Given entries below:
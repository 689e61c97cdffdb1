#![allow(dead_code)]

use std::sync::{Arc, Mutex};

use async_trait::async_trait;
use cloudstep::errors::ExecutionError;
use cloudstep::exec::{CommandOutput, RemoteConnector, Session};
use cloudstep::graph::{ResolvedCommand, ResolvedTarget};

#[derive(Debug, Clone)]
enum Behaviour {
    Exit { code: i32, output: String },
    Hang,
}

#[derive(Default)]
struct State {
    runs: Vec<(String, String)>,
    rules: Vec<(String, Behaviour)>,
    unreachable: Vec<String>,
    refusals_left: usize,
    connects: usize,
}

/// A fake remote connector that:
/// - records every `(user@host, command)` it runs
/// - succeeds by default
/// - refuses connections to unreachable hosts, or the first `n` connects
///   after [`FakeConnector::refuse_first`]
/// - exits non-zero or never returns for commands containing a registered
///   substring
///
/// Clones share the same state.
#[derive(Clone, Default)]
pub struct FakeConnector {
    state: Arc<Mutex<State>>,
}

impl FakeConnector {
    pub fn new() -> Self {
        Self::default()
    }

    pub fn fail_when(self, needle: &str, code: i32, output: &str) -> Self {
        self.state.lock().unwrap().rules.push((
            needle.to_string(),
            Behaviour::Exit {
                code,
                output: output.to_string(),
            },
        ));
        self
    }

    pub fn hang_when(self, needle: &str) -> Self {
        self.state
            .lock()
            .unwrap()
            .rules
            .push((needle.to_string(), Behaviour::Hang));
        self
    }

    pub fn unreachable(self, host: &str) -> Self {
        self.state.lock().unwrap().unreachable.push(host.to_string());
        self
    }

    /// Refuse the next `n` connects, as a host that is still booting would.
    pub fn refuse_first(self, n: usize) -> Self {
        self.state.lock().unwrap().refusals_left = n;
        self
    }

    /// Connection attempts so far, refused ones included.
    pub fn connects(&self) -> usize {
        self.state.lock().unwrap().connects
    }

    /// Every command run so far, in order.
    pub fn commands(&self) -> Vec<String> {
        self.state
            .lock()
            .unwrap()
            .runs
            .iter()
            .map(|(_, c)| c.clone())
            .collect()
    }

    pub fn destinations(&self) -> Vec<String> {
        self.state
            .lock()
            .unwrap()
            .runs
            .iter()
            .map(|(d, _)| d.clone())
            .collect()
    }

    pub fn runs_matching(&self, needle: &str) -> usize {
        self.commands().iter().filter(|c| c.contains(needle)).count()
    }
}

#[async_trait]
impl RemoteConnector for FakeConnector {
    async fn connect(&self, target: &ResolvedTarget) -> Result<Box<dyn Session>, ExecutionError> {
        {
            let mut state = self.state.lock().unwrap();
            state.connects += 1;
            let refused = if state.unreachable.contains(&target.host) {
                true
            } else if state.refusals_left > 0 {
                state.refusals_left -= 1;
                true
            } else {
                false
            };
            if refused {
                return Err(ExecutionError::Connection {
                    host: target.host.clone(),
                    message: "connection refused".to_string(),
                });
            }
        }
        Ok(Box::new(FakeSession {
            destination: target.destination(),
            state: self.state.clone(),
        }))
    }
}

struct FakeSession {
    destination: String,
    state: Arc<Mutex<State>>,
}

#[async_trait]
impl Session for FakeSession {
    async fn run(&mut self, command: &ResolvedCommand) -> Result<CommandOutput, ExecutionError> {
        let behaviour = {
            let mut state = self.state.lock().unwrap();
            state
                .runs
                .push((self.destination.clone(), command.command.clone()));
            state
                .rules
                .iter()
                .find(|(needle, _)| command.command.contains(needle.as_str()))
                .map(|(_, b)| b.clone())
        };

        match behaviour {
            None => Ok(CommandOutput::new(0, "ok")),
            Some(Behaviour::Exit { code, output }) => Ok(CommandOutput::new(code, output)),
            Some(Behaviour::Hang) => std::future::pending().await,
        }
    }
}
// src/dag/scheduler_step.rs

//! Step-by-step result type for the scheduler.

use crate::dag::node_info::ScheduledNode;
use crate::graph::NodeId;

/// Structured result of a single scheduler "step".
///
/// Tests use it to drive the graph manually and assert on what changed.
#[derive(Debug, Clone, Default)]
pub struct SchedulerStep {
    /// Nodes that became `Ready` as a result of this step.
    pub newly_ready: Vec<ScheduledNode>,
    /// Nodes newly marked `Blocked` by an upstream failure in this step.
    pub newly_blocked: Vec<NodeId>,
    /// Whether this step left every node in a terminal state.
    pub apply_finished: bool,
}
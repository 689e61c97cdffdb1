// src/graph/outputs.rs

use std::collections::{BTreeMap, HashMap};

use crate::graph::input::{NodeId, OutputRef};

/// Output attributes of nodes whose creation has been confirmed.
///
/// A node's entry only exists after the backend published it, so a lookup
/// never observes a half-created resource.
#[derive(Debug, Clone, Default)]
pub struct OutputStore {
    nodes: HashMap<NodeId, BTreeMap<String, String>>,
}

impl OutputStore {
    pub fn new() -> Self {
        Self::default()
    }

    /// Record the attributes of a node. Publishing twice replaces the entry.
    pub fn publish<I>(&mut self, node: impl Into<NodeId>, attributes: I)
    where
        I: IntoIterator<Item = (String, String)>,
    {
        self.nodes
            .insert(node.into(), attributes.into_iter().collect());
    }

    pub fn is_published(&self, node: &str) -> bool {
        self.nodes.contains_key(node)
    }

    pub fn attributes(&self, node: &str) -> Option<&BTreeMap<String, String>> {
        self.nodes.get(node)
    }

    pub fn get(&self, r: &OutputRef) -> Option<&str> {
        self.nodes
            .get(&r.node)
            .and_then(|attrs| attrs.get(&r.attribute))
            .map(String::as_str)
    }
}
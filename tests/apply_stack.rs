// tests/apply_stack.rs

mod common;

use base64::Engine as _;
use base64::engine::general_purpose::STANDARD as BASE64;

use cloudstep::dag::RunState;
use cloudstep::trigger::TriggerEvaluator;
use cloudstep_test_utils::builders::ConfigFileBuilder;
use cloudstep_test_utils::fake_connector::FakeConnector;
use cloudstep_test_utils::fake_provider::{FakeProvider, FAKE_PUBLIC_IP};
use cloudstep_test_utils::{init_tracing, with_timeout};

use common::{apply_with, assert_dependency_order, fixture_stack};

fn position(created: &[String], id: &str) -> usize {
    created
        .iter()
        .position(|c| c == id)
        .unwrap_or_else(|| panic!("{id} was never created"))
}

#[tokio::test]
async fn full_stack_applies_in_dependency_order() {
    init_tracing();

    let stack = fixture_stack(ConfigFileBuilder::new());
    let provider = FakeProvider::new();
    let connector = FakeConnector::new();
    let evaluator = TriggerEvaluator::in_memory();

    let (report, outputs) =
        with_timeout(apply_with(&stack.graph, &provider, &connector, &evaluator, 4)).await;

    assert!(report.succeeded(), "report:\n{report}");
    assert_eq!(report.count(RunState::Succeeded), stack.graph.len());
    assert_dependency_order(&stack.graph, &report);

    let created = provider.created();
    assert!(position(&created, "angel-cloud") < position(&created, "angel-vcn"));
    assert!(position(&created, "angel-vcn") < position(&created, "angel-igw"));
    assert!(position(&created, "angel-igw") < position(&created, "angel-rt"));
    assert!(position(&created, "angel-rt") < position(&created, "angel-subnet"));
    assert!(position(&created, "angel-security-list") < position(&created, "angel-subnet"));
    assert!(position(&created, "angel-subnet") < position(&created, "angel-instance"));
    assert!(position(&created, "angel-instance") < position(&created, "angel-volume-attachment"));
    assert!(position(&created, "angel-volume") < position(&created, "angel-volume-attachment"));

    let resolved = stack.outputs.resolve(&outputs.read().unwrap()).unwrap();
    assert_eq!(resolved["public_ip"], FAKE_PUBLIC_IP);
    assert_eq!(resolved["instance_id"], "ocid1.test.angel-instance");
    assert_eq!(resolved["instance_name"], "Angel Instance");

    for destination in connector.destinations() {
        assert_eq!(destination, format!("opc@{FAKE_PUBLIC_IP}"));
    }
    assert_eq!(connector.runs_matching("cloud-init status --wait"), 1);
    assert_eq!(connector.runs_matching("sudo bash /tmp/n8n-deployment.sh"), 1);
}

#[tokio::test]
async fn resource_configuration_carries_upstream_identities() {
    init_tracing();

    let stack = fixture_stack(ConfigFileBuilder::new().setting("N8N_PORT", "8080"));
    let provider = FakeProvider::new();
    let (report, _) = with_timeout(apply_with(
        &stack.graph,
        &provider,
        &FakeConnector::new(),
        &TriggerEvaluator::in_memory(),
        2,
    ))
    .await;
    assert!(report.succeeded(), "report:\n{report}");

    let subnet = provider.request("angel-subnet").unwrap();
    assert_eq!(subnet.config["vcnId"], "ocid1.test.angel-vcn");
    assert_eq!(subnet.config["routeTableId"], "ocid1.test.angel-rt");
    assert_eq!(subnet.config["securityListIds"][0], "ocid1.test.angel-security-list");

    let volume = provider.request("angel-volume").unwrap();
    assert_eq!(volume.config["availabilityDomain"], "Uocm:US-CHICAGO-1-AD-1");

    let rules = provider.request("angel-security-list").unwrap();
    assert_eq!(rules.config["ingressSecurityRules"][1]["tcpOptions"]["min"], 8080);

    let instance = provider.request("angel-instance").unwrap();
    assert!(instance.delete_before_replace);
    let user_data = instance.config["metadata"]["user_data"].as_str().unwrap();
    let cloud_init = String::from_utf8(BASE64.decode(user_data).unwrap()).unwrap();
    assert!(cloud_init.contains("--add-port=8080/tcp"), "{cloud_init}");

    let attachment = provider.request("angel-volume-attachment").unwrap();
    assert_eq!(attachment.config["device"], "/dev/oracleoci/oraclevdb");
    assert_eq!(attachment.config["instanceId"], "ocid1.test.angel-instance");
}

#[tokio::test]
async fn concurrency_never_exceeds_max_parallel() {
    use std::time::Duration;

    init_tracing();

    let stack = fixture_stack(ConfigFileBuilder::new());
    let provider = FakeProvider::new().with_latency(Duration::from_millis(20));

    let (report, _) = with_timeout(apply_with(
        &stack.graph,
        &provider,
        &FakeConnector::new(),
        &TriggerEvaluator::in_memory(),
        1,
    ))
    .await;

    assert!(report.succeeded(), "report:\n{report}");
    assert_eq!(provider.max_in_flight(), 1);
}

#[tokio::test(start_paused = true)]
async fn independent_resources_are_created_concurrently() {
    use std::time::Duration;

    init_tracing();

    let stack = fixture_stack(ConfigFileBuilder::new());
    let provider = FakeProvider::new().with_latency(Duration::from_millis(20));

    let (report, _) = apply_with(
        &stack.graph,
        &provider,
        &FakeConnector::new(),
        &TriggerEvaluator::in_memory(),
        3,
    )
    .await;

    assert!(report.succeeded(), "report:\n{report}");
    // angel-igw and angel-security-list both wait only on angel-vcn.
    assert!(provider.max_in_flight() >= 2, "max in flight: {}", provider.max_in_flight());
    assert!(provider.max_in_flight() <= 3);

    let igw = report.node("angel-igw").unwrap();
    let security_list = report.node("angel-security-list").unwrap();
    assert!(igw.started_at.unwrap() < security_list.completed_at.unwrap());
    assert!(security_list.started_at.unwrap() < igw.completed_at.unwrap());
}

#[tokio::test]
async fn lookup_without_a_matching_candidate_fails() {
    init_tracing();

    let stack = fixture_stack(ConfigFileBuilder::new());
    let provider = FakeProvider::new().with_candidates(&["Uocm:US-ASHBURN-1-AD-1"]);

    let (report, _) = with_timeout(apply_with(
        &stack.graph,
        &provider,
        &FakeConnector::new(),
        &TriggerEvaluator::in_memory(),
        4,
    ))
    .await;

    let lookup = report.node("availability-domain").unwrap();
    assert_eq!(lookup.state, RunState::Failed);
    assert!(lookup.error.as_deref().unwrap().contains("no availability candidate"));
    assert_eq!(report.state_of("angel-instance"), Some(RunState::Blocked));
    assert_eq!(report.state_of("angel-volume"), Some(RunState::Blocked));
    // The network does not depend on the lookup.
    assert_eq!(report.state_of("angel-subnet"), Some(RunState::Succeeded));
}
End of Given entries.
#### Work to be completed:
Please go through the data above and copy each line containing the word "derive".

#### Result:
#[derive(Debug, Clone)]
#[derive(Default)]
#[derive(Clone, Default)]
#[derive(Debug, Clone, Default)]
#[derive(Debug, Clone, Default)]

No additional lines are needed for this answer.